# Whose on the Manon



## dima123 (Jul 7, 2005)

My z4 was dropped off in Frankfort on the 9th of September.Should be arriving on oct 5th in new York. It's gonnna be a long next couple of weeks.


----------



## 323power (May 23, 2005)

I'm hopppppinnggg my car makes this...I dropped off the 12th (in Munich)


----------



## 323power (May 23, 2005)

And the answer is YES! It's on the Manon. Leaves Wednesday


----------



## dima123 (Jul 7, 2005)

I can't wait to get my car back!!! Hope VDC and customs don't take long to get it to my dealer!!!


----------



## 323power (May 23, 2005)

dima123 said:


> I can't wait to get my car back!!! Hope VDC and customs don't take long to get it to my dealer!!!


What dealer did you use?


----------



## dima123 (Jul 7, 2005)

323power said:


> What dealer did you use?


bmw of greenwich; you?


----------



## 323power (May 23, 2005)

JMK in Springfield, NJ...only 11miles from the VDC


----------



## mr_victor (Jun 30, 2011)

I dropped off my Z4 35i in Nice on Sept. 2 and was supposed to be on Independence II which departed Bremerhaven today but now I see that's been changed to Manon. Kind of weird to see a last-minute switcheroo but Manon is slated to arrive in Brunswick a day earlier than the other ship so I can live with it (even if it did take 19 days to get on a ship).


----------



## neurom (Jan 16, 2005)

My M3 vert is also on the Manon tomorrow after dropping it off on Sept 1 in Amsterdam. Thought that was kind of slow.


----------



## TeddyBGame (Nov 17, 2010)

neurom said:


> My M3 vert is also on the Manon tomorrow after dropping it off on Sept 1 in Amsterdam. Thought that was kind of slow.

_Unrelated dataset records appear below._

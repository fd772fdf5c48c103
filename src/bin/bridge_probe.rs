//! Bridge connection probe
//!
//! Connects to a bridge using the YAML configuration, logs state changes and
//! inbound frames, and keeps the connection alive with periodic pings.
//!
//! Usage:
//!   cargo run --bin bridge_probe [ping_interval_secs]
//!
//! Environment variables:
//!   BRIDGE_CONFIG_PATH - Config file (default: config/bridge.yaml)
//!   BRIDGE_ID_TOKEN    - Relay identity token (relay mode)
//!   BRIDGE_PUSH_TOKEN  - Relay push token (optional)

use anyhow::{Context, Result};
use bridgelink_tools::bin_common::{
    init_tracing, load_bridge_config, parse_args, ConfigType, EnvCredentials, LoggingSession,
    ShutdownManager,
};
use std::time::Duration;
use tracing::info;

const DEFAULT_PING_INTERVAL_SECS: u64 = 30;

#[tokio::main]
async fn main() -> Result<()> {
    init_tracing();

    let ping_interval = match parse_args().first() {
        Some(arg) => arg
            .parse::<u64>()
            .with_context(|| format!("invalid ping interval '{}'", arg))?,
        None => DEFAULT_PING_INTERVAL_SECS,
    };

    let config = load_bridge_config(ConfigType::Bridge)?;
    info!("Mode: {:?}", config.mode);

    let shutdown = ShutdownManager::new();
    shutdown.spawn_signal_handler();

    let manager = bridgelink::builder()
        .config(config)
        .credentials(EnvCredentials::from_env())
        .session(LoggingSession::new())
        .build()
        .await?;

    info!("Press Ctrl+C to stop");
    manager.connect();

    let status = manager.status();
    while shutdown.is_running() {
        shutdown
            .interruptible_sleep(Duration::from_secs(ping_interval))
            .await;
        if shutdown.is_running() && status.is_connected() && !manager.ping() {
            info!("Keepalive not queued");
        }
    }

    manager.shutdown();

    let metrics = status.metrics();
    info!(
        "Probe stopped: {} packets sent, {} frames received, {} reconnect attempts",
        metrics.packets_sent, metrics.frames_received, metrics.reconnect_attempts
    );
    Ok(())
}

Yeah, that's about two weeks too slow... Bummer. Sorry....


----------



## TeddyBGame (Nov 17, 2010)

I'm on the Manon!!! Whoot whoot! That was faster than expected!!

ED: Sept 6th
ED drop off (Munich): Sept 14th
BOOKED: Sept 19th
RECEIVED AT TERMINAL: Sept 20th
Vessel name: MANON
Voyage#: CA138-MAN
ETA: Oct 5th (Port of Discharge: NEW YORK, NY)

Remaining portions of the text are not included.